Увы, мы другие люди, у нас у каждого свой «Ледовитый океан», свой пудель и странная жена, докучливые визитеры и тягостные сослуживцы, но есть у нас у каждого своя Железка, которой мы служим и не жалуемся.
– Комплектом! – вдруг дико вскричал Агафон Ананьев и подскочил к Мемозову, вздымая руки, с которых, казалось, летела вода волшебной ванны Архимеда. – Комплектом надо покупать, вот как! Эврика, товарищи, эврика!
– Поясните, – с развязной благожелательностью предложил Мемозов и принял совсем уже непринужденную позу, облокотился на плечо Крафаилова, откинулся, толчком пальца усилил божественную кантилену Моцарта – для комфорта.
Глаза Ананьева пылали мрачным вдохновением.

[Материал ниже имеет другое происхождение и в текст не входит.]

use std::{mem, sync::Arc};

use ahash::AHashSet;
use rand::{Rng, rngs::StdRng};
use serde::Serialize;
use tracing::{debug, info};

use crate::{coverage::Edge, nvme::CommandTemplate};

/// The eight 32-bit command dword fields carried by a seed:
/// cdw2, cdw3, cdw10..cdw15.
#[derive(Debug, Clone, Copy, Default, PartialEq, Eq, Serialize)]
pub struct CommandDwords(pub [u32; 8]);

macro_rules! dword_accessors {
    ($($get:ident, $set:ident => $idx:expr;)*) => {
        $(
            pub fn $get(&self) -> u32 {
                self.0[$idx]
            }

            pub fn $set(&mut self, value: u32) {
                self.0[$idx] = value;
            }
        )*
    };
}

impl CommandDwords {
    dword_accessors! {
        cdw2, set_cdw2 => 0;
        cdw3, set_cdw3 => 1;
        cdw10, set_cdw10 => 2;
        cdw11, set_cdw11 => 3;
        cdw12, set_cdw12 => 4;
        cdw13, set_cdw13 => 5;
        cdw14, set_cdw14 => 6;
        cdw15, set_cdw15 => 7;
    }
}

/// Optional structured overrides resolved by the dispatcher.
#[derive(Debug, Clone, Copy, Default, Serialize)]
pub struct SeedOverrides {
    pub opcode: Option<u8>,
    pub nsid: Option<u32>,
    /// `Some(true)` forces the Admin passthru path, `Some(false)` the IO
    /// path, regardless of the template's class.
    pub force_admin: Option<bool>,
    pub data_len: Option<usize>,
}

/// One scheduled fuzz input. The template is fixed for the seed's
/// lifetime.
#[derive(Debug, Clone)]
pub struct Seed {
    pub id: u64,
    pub payload: Vec<u8>,
    pub template: Arc<CommandTemplate>,
    pub cdws: CommandDwords,
    pub overrides: SeedOverrides,
    pub exec_count: u64,
    /// Execution number at discovery; 0 for initial seeds.
    pub found_at: u64,
    /// Edges attributed to this seed at discovery.
    pub new_edges: usize,
    /// Cached power-schedule weight.
    pub energy: u64,
    pub covered_edges: AHashSet<Edge>,
    pub is_favored: bool,
    pub is_calibrated: bool,
    pub stability: f64,
    pub stable_edges: AHashSet<Edge>,
    pub det_done: bool,
}

impl Seed {
    pub fn new(payload: Vec<u8>, template: Arc<CommandTemplate>, cdws: CommandDwords) -> Self {
        Self {
            id: 0,
            payload,
            template,
            cdws,
            overrides: SeedOverrides::default(),
            exec_count: 0,
            found_at: 0,
            new_edges: 0,
            energy: 0,
            covered_edges: AHashSet::new(),
            is_favored: false,
            is_calibrated: false,
            stability: 0.0,
            stable_edges: AHashSet::new(),
            det_done: false,
        }
    }

    /// Folds calibration runs into the seed: stable edges are those seen in
    /// strictly more than half the runs (demanding full reproduction would
    /// empty the set under statistical sampling). Returns the union of all
    /// observed edges.
    pub fn apply_calibration(&mut self, runs: &[AHashSet<Edge>]) -> AHashSet<Edge> {
        let mut union: AHashSet<Edge> = AHashSet::new();
        for run in runs {
            union.extend(run);
        }
        let actual_runs = runs.len();
        let stable: AHashSet<Edge> = union
            .iter()
            .filter(|edge| {
                let observed = runs.iter().filter(|run| run.contains(edge)).count();
                observed * 2 > actual_runs
            })
            .copied()
            .collect();
        self.stability = if union.is_empty() {
            1.0
        } else {
            stable.len() as f64 / union.len() as f64
        };
        self.stable_edges = stable;
        self.covered_edges.extend(&union);
        self.is_calibrated = true;
        union
    }
}

/// AFLfast "explore" energy: `min(max_energy, 2^⌊log2(total/k)⌋)` for a
/// seed executed `k` times; unexecuted seeds get the maximum.
pub fn seed_energy(exec_count: u64, total_execs: u64, max_energy: u64) -> u64 {
    let max_energy = max_energy.max(1);
    if exec_count == 0 {
        return max_energy;
    }
    let ratio = total_execs / exec_count;
    if ratio == 0 {
        1
    } else {
        (1u64 << ratio.ilog2()).min(max_energy)
    }
}

#[derive(Debug, Default, Clone, Copy)]
pub struct CullOutcome {
    pub favored: usize,
    pub removed: usize,
}

/// The live corpus, owned by the orchestrator.
#[derive(Debug, Default)]
pub struct Corpus {
    seeds: Vec<Seed>,
    next_id: u64,
}

impl Corpus {
    pub fn new() -> Self {
        Self::default()
    }

    pub fn push(&mut self, mut seed: Seed) -> u64 {
        self.next_id += 1;
        seed.id = self.next_id;
        let id = seed.id;
        self.seeds.push(seed);
        id
    }

    pub fn len(&self) -> usize {
        self.seeds.len()
    }

    pub fn is_empty(&self) -> bool {
        self.seeds.is_empty()
    }

    pub fn get(&self, index: usize) -> Option<&Seed> {
        self.seeds.get(index)
    }

    pub fn get_mut(&mut self, index: usize) -> Option<&mut Seed> {
        self.seeds.get_mut(index)
    }

    pub fn by_id(&self, id: u64) -> Option<&Seed> {
        self.seeds.iter().find(|seed| seed.id == id)
    }

    pub fn by_id_mut(&mut self, id: u64) -> Option<&mut Seed> {
        self.seeds.iter_mut().find(|seed| seed.id == id)
    }

    pub fn iter(&self) -> impl Iterator<Item = &Seed> {
        self.seeds.iter()
    }

    /// Recomputes every seed's cached energy for the current execution
    /// count. `O(n)`, dominated by probe I/O in practice.
    pub fn refresh_energy(&mut self, total_execs: u64, max_energy: u64) {
        for seed in &mut self.seeds {
            seed.energy = seed_energy(seed.exec_count, total_execs, max_energy);
        }
    }

    /// One-pass prefix-sum weighted pick over cached energies.
    pub fn select_weighted(&self, rng: &mut StdRng) -> Option<usize> {
        if self.seeds.is_empty() {
            return None;
        }
        let total: u64 = self.seeds.iter().map(|seed| seed.energy.max(1)).sum();
        let mut ticket = rng.gen_range(0..total);
        for (index, seed) in self.seeds.iter().enumerate() {
            let weight = seed.energy.max(1);
            if ticket < weight {
                return Some(index);
            }
            ticket -= weight;
        }
        Some(self.seeds.len() - 1)
    }

    /// Corpus culling. Favors the minimum-payload-length seed per confirmed
    /// edge (first-come on ties), removes unfavored non-initial seeds that
    /// already ran at least twice, then enforces the optional hard limit
    /// while protecting favored and initial seeds.
    pub fn cull(&mut self, confirmed: &AHashSet<Edge>, hard_limit: usize) -> CullOutcome {
        for seed in &mut self.seeds {
            seed.is_favored = false;
        }
        let mut favored_indices: AHashSet<usize> = AHashSet::new();
        for edge in confirmed {
            let best = self
                .seeds
                .iter()
                .enumerate()
                .filter(|(_, seed)| seed.covered_edges.contains(edge))
                .min_by_key(|&(index, seed)| (seed.payload.len(), index));
            if let Some((index, _)) = best {
                favored_indices.insert(index);
            }
        }
        for &index in &favored_indices {
            self.seeds[index].is_favored = true;
        }

        let before = self.seeds.len();
        self.seeds
            .retain(|seed| seed.is_favored || seed.found_at == 0 || seed.exec_count < 2);

        if hard_limit > 0 && self.seeds.len() > hard_limit {
            let seeds = mem::take(&mut self.seeds);
            let (protected, expendable): (Vec<_>, Vec<_>) = seeds
                .into_iter()
                .partition(|seed| seed.is_favored || seed.found_at == 0);
            let slots = hard_limit.saturating_sub(protected.len());
            let mut expendable = expendable;
            expendable.sort_by_key(|seed| seed.exec_count);
            expendable.truncate(slots);
            self.seeds = protected;
            self.seeds.extend(expendable);
        }

        let outcome = CullOutcome {
            favored: favored_indices.len(),
            removed: before - self.seeds.len(),
        };
        if outcome.removed > 0 {
            info!(
                removed = outcome.removed,
                favored = outcome.favored,
                remaining = self.seeds.len(),
                "corpus culled"
            );
        } else {
            debug!(favored = outcome.favored, "corpus cull: nothing removed");
        }
        outcome
    }
}

/// A fully random generated input: 64–512 uniform bytes.
pub fn random_payload(rng: &mut StdRng) -> Vec<u8> {
    let len = rng.gen_range(64..=512);
    (0..len).map(|_| rng.r#gen::<u8>()).collect()
}

#[cfg(test)]
mod tests {
    use rand::SeedableRng;

    use super::*;
    use crate::nvme::find_template;

    fn template() -> Arc<CommandTemplate> {
        Arc::new(find_template("Identify").unwrap().clone())
    }

    fn seed_with(payload_len: usize, edges: &[(u32, u32)]) -> Seed {
        let mut seed = Seed::new(vec![0; payload_len], template(), CommandDwords::default());
        seed.covered_edges = edges.iter().map(|&(p, c)| Edge::new(p, c)).collect();
        seed
    }

    #[test]
    fn energy_follows_explore_schedule() {
        assert_eq!(seed_energy(0, 100, 64), 64);
        assert_eq!(seed_energy(100, 100, 64), 1);
        assert_eq!(seed_energy(10, 100, 64), 8);
        assert_eq!(seed_energy(1, 100, 64), 64); // capped
        assert_eq!(seed_energy(200, 100, 64), 1); // ratio rounds to zero
        assert_eq!(seed_energy(3, 100, 64), 32); // 100/3 = 33 -> 2^5
    }

    #[test]
    fn weighted_selection_respects_energy() {
        let mut corpus = Corpus::new();
        for _ in 0..3 {
            corpus.push(seed_with(8, &[]));
        }
        corpus.get_mut(0).unwrap().energy = 0;
        corpus.get_mut(1).unwrap().energy = 1000;
        corpus.get_mut(2).unwrap().energy = 0;

        let mut rng = StdRng::seed_from_u64(7);
        let mut hits = [0usize; 3];
        for _ in 0..200 {
            hits[corpus.select_weighted(&mut rng).unwrap()] += 1;
        }
        assert!(hits[1] > 180, "energy-dominant seed rarely picked: {hits:?}");
    }

    #[test]
    fn culling_protects_favored_and_initial_seeds() {
        let mut corpus = Corpus::new();
        // Three initial seeds: only A covers e1.
        corpus.push(seed_with(16, &[(0x10, 0x14)])); // A
        corpus.push(seed_with(16, &[])); // B
        corpus.push(seed_with(16, &[])); // C
        // Five discovered seeds, exec_count 5: only D covers e2.
        for i in 0..5 {
            let mut seed = seed_with(32, if i == 0 { &[(0x20, 0x24)] } else { &[] });
            seed.found_at = 100 + i as u64;
            seed.exec_count = 5;
            corpus.push(seed);
        }
        let confirmed: AHashSet<Edge> =
            [Edge::new(0x10, 0x14), Edge::new(0x20, 0x24)].into_iter().collect();

        let outcome = corpus.cull(&confirmed, 0);
        assert_eq!(corpus.len(), 4);
        assert_eq!(outcome.removed, 4);
        assert_eq!(outcome.favored, 2);
        assert!(corpus.iter().any(|seed| seed.covered_edges.contains(&Edge::new(0x20, 0x24))
            && seed.is_favored));
        // Every confirmed edge still has a favored seed covering it.
        for edge in &confirmed {
            assert!(corpus
                .iter()
                .any(|seed| seed.is_favored && seed.covered_edges.contains(edge)));
        }
    }

    #[test]
    fn favored_prefers_minimum_payload_with_first_come_ties() {
        let mut corpus = Corpus::new();
        corpus.push(seed_with(64, &[(0x1, 0x2)]));
        corpus.push(seed_with(8, &[(0x1, 0x2)]));
        corpus.push(seed_with(8, &[(0x1, 0x2)]));
        let confirmed: AHashSet<Edge> = [Edge::new(0x1, 0x2)].into_iter().collect();
        corpus.cull(&confirmed, 0);
        assert!(!corpus.get(0).unwrap().is_favored);
        assert!(corpus.get(1).unwrap().is_favored);
        assert!(!corpus.get(2).unwrap().is_favored);
    }

    #[test]
    fn hard_limit_keeps_lowest_exec_count_expendables() {
        let mut corpus = Corpus::new();
        let mut favored = seed_with(4, &[(0x1, 0x2)]);
        favored.found_at = 1;
        favored.exec_count = 9;
        corpus.push(favored);
        for i in 0..6u64 {
            let mut seed = seed_with(8, &[]);
            seed.found_at = 10 + i;
            seed.exec_count = i % 2; // all survive the base removal rule
            corpus.push(seed);
        }
        let confirmed: AHashSet<Edge> = [Edge::new(0x1, 0x2)].into_iter().collect();
        corpus.cull(&confirmed, 3);
        assert_eq!(corpus.len(), 3);
        assert!(corpus.iter().any(|seed| seed.is_favored));
        assert!(
            corpus
                .iter()
                .filter(|seed| !seed.is_favored)
                .all(|seed| seed.exec_count == 0),
            "kept a high-exec expendable seed"
        );
    }

    #[test]
    fn calibration_marks_majority_edges_stable() {
        let mut seed = seed_with(8, &[]);
        let e1 = Edge::new(0x1, 0x2);
        let e2 = Edge::new(0x3, 0x4);
        let runs = vec![
            [e1, e2].into_iter().collect::<AHashSet<_>>(),
            [e1].into_iter().collect(),
            [e1].into_iter().collect(),
        ];
        let union = seed.apply_calibration(&runs);
        assert_eq!(union.len(), 2);
        assert!(seed.is_calibrated);
        assert!(seed.stable_edges.contains(&e1));
        assert!(!seed.stable_edges.contains(&e2));
        assert!((seed.stability - 0.5).abs() < f64::EPSILON);
        assert!(seed.covered_edges.contains(&e2));
    }

    #[test]
    fn even_run_calibration_requires_strict_majority() {
        let mut seed = seed_with(8, &[]);
        let edge = Edge::new(0x1, 0x2);
        let runs = vec![
            [edge].into_iter().collect::<AHashSet<_>>(),
            AHashSet::new(),
        ];
        seed.apply_calibration(&runs);
        // 1 of 2 runs is not strictly more than half.
        assert!(seed.stable_edges.is_empty());
    }
}
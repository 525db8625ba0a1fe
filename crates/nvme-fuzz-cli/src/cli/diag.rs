use std::{collections::BTreeMap, path::PathBuf, str::FromStr, sync::Arc};

use anyhow::Context;
use itertools::Itertools;
use nvme_fuzz::{
    config::{FuzzConfig, ProbeInterface},
    probe::{ProbeControl, ProbeSession},
    sampler::{PcSampler, SamplerSettings},
};

use super::{GlobalOptions, parse_u32_maybe_hex};

/// Connect to the probe, resolve the PC register, and take a burst of
/// samples to check that sampling yields plausible firmware addresses.
#[derive(Debug, clap::Parser)]
pub(super) struct DiagCommand {
    /// JSON configuration file for the probe parameters.
    #[clap(long)]
    config: Option<PathBuf>,

    #[clap(long)]
    device_name: Option<String>,

    /// Probe wire protocol: jtag or swd.
    #[clap(long)]
    interface: Option<String>,

    #[clap(long)]
    jtag_speed: Option<u32>,

    /// Number of diagnostic samples.
    #[clap(long, default_value_t = 200)]
    probes: u32,

    /// Dump this many 32-bit words from the firmware window start.
    #[clap(long, default_value_t = 0)]
    dump_words: usize,

    #[clap(long, value_parser = parse_u32_maybe_hex)]
    addr_range_start: Option<u32>,

    #[clap(long, value_parser = parse_u32_maybe_hex)]
    addr_range_end: Option<u32>,
}

impl DiagCommand {
    pub(super) fn run(self, _global_options: GlobalOptions) -> anyhow::Result<()> {
        let mut config = match &self.config {
            Some(path) => FuzzConfig::load(path)?,
            None => FuzzConfig::default(),
        };
        if let Some(device_name) = self.device_name {
            config.device_name = device_name;
        }
        if let Some(interface) = &self.interface {
            config.interface = ProbeInterface::from_str(interface)
                .map_err(anyhow::Error::msg)
                .context("Parsing --interface")?;
        }
        if let Some(jtag_speed) = self.jtag_speed {
            config.jtag_speed = jtag_speed;
        }
        if let Some(start) = self.addr_range_start {
            config.addr_range_start = start;
        }
        if let Some(end) = self.addr_range_end {
            config.addr_range_end = end;
        }

        let probe = Arc::new(ProbeSession::connect(&config).context("Connecting to debug probe")?);
        println!(
            "Connected: {} @ {} kHz, PC register ordinal {}",
            config.device_name,
            config.jtag_speed,
            probe.pc_register_index()
        );

        let mut histogram: BTreeMap<u32, u32> = BTreeMap::new();
        let mut failures = 0u32;
        for _ in 0..self.probes {
            match probe.sample_pc() {
                Ok(pc) => *histogram.entry(pc).or_insert(0) += 1,
                Err(_) => failures += 1,
            }
        }
        let successes = self.probes - failures;
        println!("{successes}/{} samples succeeded", self.probes);

        let in_range = histogram
            .iter()
            .filter(|&(&pc, _)| config.in_firmware_range(pc))
            .map(|(_, &hits)| hits)
            .sum::<u32>();
        println!(
            "{in_range} samples inside the firmware window {:#x}..={:#x}",
            config.addr_range_start, config.addr_range_end
        );

        println!("Top PCs:");
        for (&pc, &hits) in histogram
            .iter()
            .sorted_by_key(|&(&pc, &hits)| (std::cmp::Reverse(hits), pc))
            .take(10)
        {
            let share = if successes > 0 {
                f64::from(hits) / f64::from(successes) * 100.0
            } else {
                0.0
            };
            println!("  {pc:#010x}  {hits:>6}  {share:>5.1}%");
        }

        let mut sampler = PcSampler::new(Arc::clone(&probe), SamplerSettings::from_config(&config));
        match sampler.diagnose(50).context("Idle-PC diagnosis")? {
            Some(idle_pc) => println!("Idle PC: {idle_pc:#010x}"),
            None => println!("No dominant idle PC"),
        }

        if self.dump_words > 0 {
            let words = probe
                .read_memory32(config.addr_range_start, self.dump_words)
                .context("Reading firmware memory")?;
            println!("Memory at {:#010x}:", config.addr_range_start);
            for (offset, chunk) in words.chunks(4).enumerate() {
                let line = chunk.iter().map(|word| format!("{word:08x}")).join(" ");
                println!("  {:#010x}: {line}", config.addr_range_start + 16 * offset as u32);
            }
        }
        Ok(())
    }
}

– Если я комплектом беру, все равно ведь рубль – верно? Значит, я прихожу и беру себе на рубль комплект – дачу и шпульку ниток, а когда мне надо пожрать, продаю шпульку ниток и покупаю себе комплект – банку икры плюс рожок для обуви. Понятно?
– А знаете, он у вас не лишен витаминчика, – сказал Мемозов в близкое ухо Крафаилова.
– Зачем вы так? – с горечью проговорил тот.
– Молодец, веник, – поаплодировал Мемозов и прищурился. – Но вот кому ж ты продашь свою шпульку, если покупателю тоже нужен комплект?
– А я… а я… – беспомощно забарахтался Агафон, чувствуя уже близость новой пучины. – А я никому не скажу. Я один знаю про комплект.
– Ошибаетесь, Меркурий, – холодно процедил Мемозов. – Знают уже трое – вы, ваш директор и, между прочим… я!
– А-а-а! – закричал дружелюб, схватил себя за вихры и вылетел из кабинета.
– Выпал в осадок, – самодовольно констатировал Мемозов.
– Зачем вы так? – Крафаилов осторожно ладонями старался отодвинуть от себя спину авангардиста и чувствовал под ладонями металл.
– Да к чему вам этот веник? – Мемозов вновь спрыгнул со стола и взлетел задиком на подоконник. – На свалку ему пора!
– Он мне дорог, – сухо возразил Крафаилов. – Я за него борюсь.
– Сожрут тебя, Крафаилов, – сказал Мемозов. – До свалки не дотянешь.
– Извольте не тыкать! – вскричал розовощекий и огромный мальчик-мускул и вскочил, забыв навыки современного дружелюбия и видя в Мемозове уже не покупателя, а непрошеного гостя, врага всего человеческого коллектива. – Извольте не тыкать и объясниться!
– Напрасно разорался, старик, – Мемозов надел на переносье черепаховое пенсне с далеким огоньком – высоковольтным предупреждением. – Из всех пихтинских замшелых гениев вы самый более-менее любопытный, и при соответствующей психоделической обработке вы можете получиться медиумом.